Every Marketing Challenge Involves These Questions

June 19, 2015      Tom Belford

Personally, I think Seth Godin is at his marketing guru best when he’s at his briefest.

Here’s a recent post of his that’s impossible to condense or abridge, so forgive me for simply re-publishing it in its entirety. On the other hand, the editorial comments attempting to apply his thoughts to fundraising, are mine, and carry far less mana.

Every marketing challenge revolves around these questions

WHO are you trying to reach? (If the answer is ‘everyone’, start over.)

[Do you have clear, empirically-based perception of your prospective donor … what’s in their heart and head? And then, where to find more of them? In direct marketing-speak: It’s the list, mate!]

HOW will they become aware of what you have to offer?

[Do you know where they hang out and the best path to their door? Have they previously indicated a channel preference … are you respecting that?]

WHAT story are you telling/living/spreading?

[It had better be a story in which your donor is the hero.]

DOES that story resonate with the worldview these people already have? (What do they believe? What do they want?)
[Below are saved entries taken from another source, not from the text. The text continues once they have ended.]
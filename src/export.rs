use std::fs::File;
use std::path::Path;

use anyhow::{Context, Result};

use crate::models::{CleanedRecord, MergedRecord};

pub const CSV_HEADERS: [&str; 11] = [
    "title",
    "price",
    "availability",
    "rating",
    "url",
    "UPC",
    "number_of_reviews",
    "product_type",
    "tax",
    "category",
    "product_description",
];

fn writer(path: &Path) -> Result<csv::Writer<File>> {
    let file = File::create(path).with_context(|| format!("Failed to create {:?}", path))?;
    let mut writer = csv::Writer::from_writer(file);
    writer.write_record(CSV_HEADERS)?;
    Ok(writer)
}

fn opt<T: ToString>(value: &Option<T>) -> String {
    value.as_ref().map(ToString::to_string).unwrap_or_default()
}

/// Merged records exactly as scraped, no numeric coercion.
pub fn write_raw(path: &Path, records: &[MergedRecord]) -> Result<usize> {
    let mut w = writer(path)?;
    for r in records {
        let (l, d) = (&r.listing, &r.detail);
        w.write_record([
            l.title.clone(),
            l.price_raw.clone(),
            l.availability.clone(),
            opt(&l.rating_label),
            opt(&l.detail_url),
            opt(&d.upc),
            opt(&d.number_of_reviews),
            d.product_type.clone(),
            opt(&d.tax_raw),
            opt(&d.category),
            d.description.clone(),
        ])?;
    }
    w.flush()?;
    Ok(records.len())
}

pub fn write_cleaned(path: &Path, records: &[CleanedRecord]) -> Result<usize> {
    let mut w = writer(path)?;
    for r in records {
        w.write_record([
            r.title.clone(),
            opt(&r.price),
            r.availability.clone(),
            opt(&r.rating),
            opt(&r.url),
            opt(&r.upc),
            opt(&r.number_of_reviews),
            r.product_type.clone(),
            opt(&r.tax),
            opt(&r.category),
            r.description.clone(),
        ])?;
    }
    w.flush()?;
    Ok(records.len())
}
use std::fs;
use std::sync::Arc;

use anyhow::Context;
use crossbeam_channel::unbounded;
use tracing_appender::non_blocking::WorkerGuard;
use tracing_subscriber::layer::SubscriberExt;
use tracing_subscriber::util::SubscriberInitExt;
use tracing_subscriber::EnvFilter;

use spat_bridge::error::AppResult;
use spat_bridge::registry::RegistryTables;
use spat_bridge::sinks::{OscPlaybackSink, OscSpatialSink};
use spat_bridge::{Config, Dispatcher, OscListener, SoundRegistry};

/// Batches between periodic stats reports in live mode
const REPORT_EVERY_BATCHES: u64 = 500;

fn main() {
    println!("===========================================");
    println!("  spat-bridge - OSC sound event router");
    println!("===========================================\n");

    if let Err(err) = run() {
        eprintln!("✗ {err:#}");
        std::process::exit(1);
    }
}

fn run() -> AppResult<()> {
    let config = Config::load()
        .with_context(|| format!("config file: {}", Config::config_path_display()))?;
    println!("✓ Configuration loaded");
    println!("  Listening on:    {}", config.listen_addr);
    println!("  Spatial sink:    {}", config.spatial_addr);
    println!("  Playback sink:   {}\n", config.playback_addr);

    let _log_guard = init_logging(&config);

    let registry = build_registry(&config)?;
    tracing::info!("Registry holds {} sound identifiers", registry.len());

    let spatial = OscSpatialSink::new(&config.spatial_addr)
        .with_context(|| format!("spatial sink at {}", config.spatial_addr))?;
    let playback = OscPlaybackSink::new(&config.playback_addr)
        .with_context(|| format!("playback sink at {}", config.playback_addr))?;

    let mut dispatcher = Dispatcher::new(registry, Arc::new(spatial), Arc::new(playback));

    if config.stop_players_on_start {
        dispatcher.stop_all_players();
    }

    // Replay mode: drain one batch from a file instead of the network.
    let args: Vec<String> = std::env::args().collect();
    if args.len() > 2 && args[1] == "--replay" {
        return replay(&mut dispatcher, &args[2]);
    }

    let listener = OscListener::bind(&config.listen_addr)
        .with_context(|| format!("listener on {}", config.listen_addr))?;
    tracing::info!("Listening for OSC on {}", config.listen_addr);

    let (tx, rx) = unbounded();
    let _listener_thread = listener.spawn(tx);

    let mut batches: u64 = 0;
    while let Ok(batch) = rx.recv() {
        dispatcher.process_batch(&batch);

        batches += 1;
        if batches % REPORT_EVERY_BATCHES == 0 {
            dispatcher.stats().report();
        }
    }

    dispatcher.stats().report();
    Ok(())
}

/// Process newline-delimited records from a file, then report and exit
fn replay(dispatcher: &mut Dispatcher, path: &str) -> AppResult<()> {
    let content = fs::read_to_string(path).with_context(|| format!("replay file: {path}"))?;

    let records: Vec<&str> = content
        .lines()
        .map(str::trim)
        .filter(|line| !line.is_empty())
        .collect();
    tracing::info!("Replaying {} records from {path}", records.len());

    dispatcher.process_batch(records);
    dispatcher.stats().report();
    Ok(())
}

fn build_registry(config: &Config) -> AppResult<SoundRegistry> {
    let tables = match &config.registry_path {
        Some(path) => {
            let tables = RegistryTables::load(path)?;
            tracing::info!("Loaded registry tables from {}", path.display());
            tables
        }
        None => RegistryTables::default(),
    };

    Ok(SoundRegistry::from_tables(tables)?)
}

/// Console logging always; daily-rotating file log when configured.
/// The returned guard must stay alive for the file writer to flush.
fn init_logging(config: &Config) -> Option<WorkerGuard> {
    let env_filter = EnvFilter::try_from_default_env().unwrap_or_else(|_| EnvFilter::new("info"));
    let base = tracing_subscriber::registry()
        .with(env_filter)
        .with(tracing_subscriber::fmt::layer());

    match &config.log_dir {
        Some(dir) => {
            let appender = tracing_appender::rolling::daily(dir, "spat-bridge.log");
            let (writer, guard) = tracing_appender::non_blocking(appender);
            base.with(
                tracing_subscriber::fmt::layer()
                    .with_writer(writer)
                    .with_ansi(false),
            )
            .init();
            Some(guard)
        }
        None => {
            base.init();
            None
        }
    }
}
[Forget about converting the heathens. You are empowering and enabling your believers … helping them fulfil their aspirations.]

WHERE is the fear that prevents action?

[What makes you credible? Can they trust you? Why? How can you reassure them? Try transparency, clearly offered. Show how, despite their possible skepticism, they will in fact matter … indeed make a difference.]

WHEN do you expect people to take action? If the answer is ‘now’, what keeps people from saying, ‘later’? It’s safer that way.

[Urgency, yes. Show the ‘cost’ of ‘later’. But not to the point of sounding ridiculous.]

WHY? What will these people tell their friends?

[This is the holy grail: Will they care enough about helping you to tell anyone else? Will you have made them feel good enough — to overflowing — about their association with you and the support they’ve given? What is the difference they will have made and be enthusiastic about enough to share?]

Successful marketing/fundraising — as simple as that.

Tom

One response to “Every Marketing Challenge Involves These Questions”

  1. YES YES YES.

    And another point…back at the beginning. YES, NGOs need to understand and apply marketing. Good marketing is good. Misunderstanding what marketing is is bad. And NGOs that think the term “marketing” is dirty and belongs to all those dirty for-profit corporations……….. Well those NGOs are ignorant and better start learning.